Source records —
══════
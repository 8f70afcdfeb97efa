//! Fluent construction of the raw JSON chat messages understood by the
//! `tellraw` command.
//!
//! A message is an ordered list of [`Segment`]s, each a run of text with a
//! [`Color`], a set of [`Style`]s and optional click/hover actions.
//! [`MessageBuilder`] grows a message one segment at a time and serializes it
//! to the fixed wire schema; [`MessageBuilder::from_template`] derives the
//! same segments from `&`-coded text with `%s` placeholders. Delivery to a
//! live server lives in the companion `tellchat-send` crate, keeping this one
//! pure.

mod builder;
mod code;
mod item;
mod segment;
mod symbols;
mod template;
mod wire;

pub use builder::{BuildError, MessageBuilder};
pub use code::{Color, ESCAPE_CHAR, FormatCode, MARKER_CHAR, Style, translate_codes};
pub use item::ItemTooltip;
pub use segment::{ClickAction, ClickKind, HoverAction, HoverKind, Segment};
pub use symbols::Symbol;
pub use template::TemplateError;
pub use wire::SerializeError;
══════
EXERCISE DESCRIPTION — Those lines above that contain the string "with" should be returned.

ANSWER AREA —
//! A message is an ordered list of [`Segment`]s, each a run of text with a
//! same segments from `&`-coded text with `%s` placeholders. Delivery to a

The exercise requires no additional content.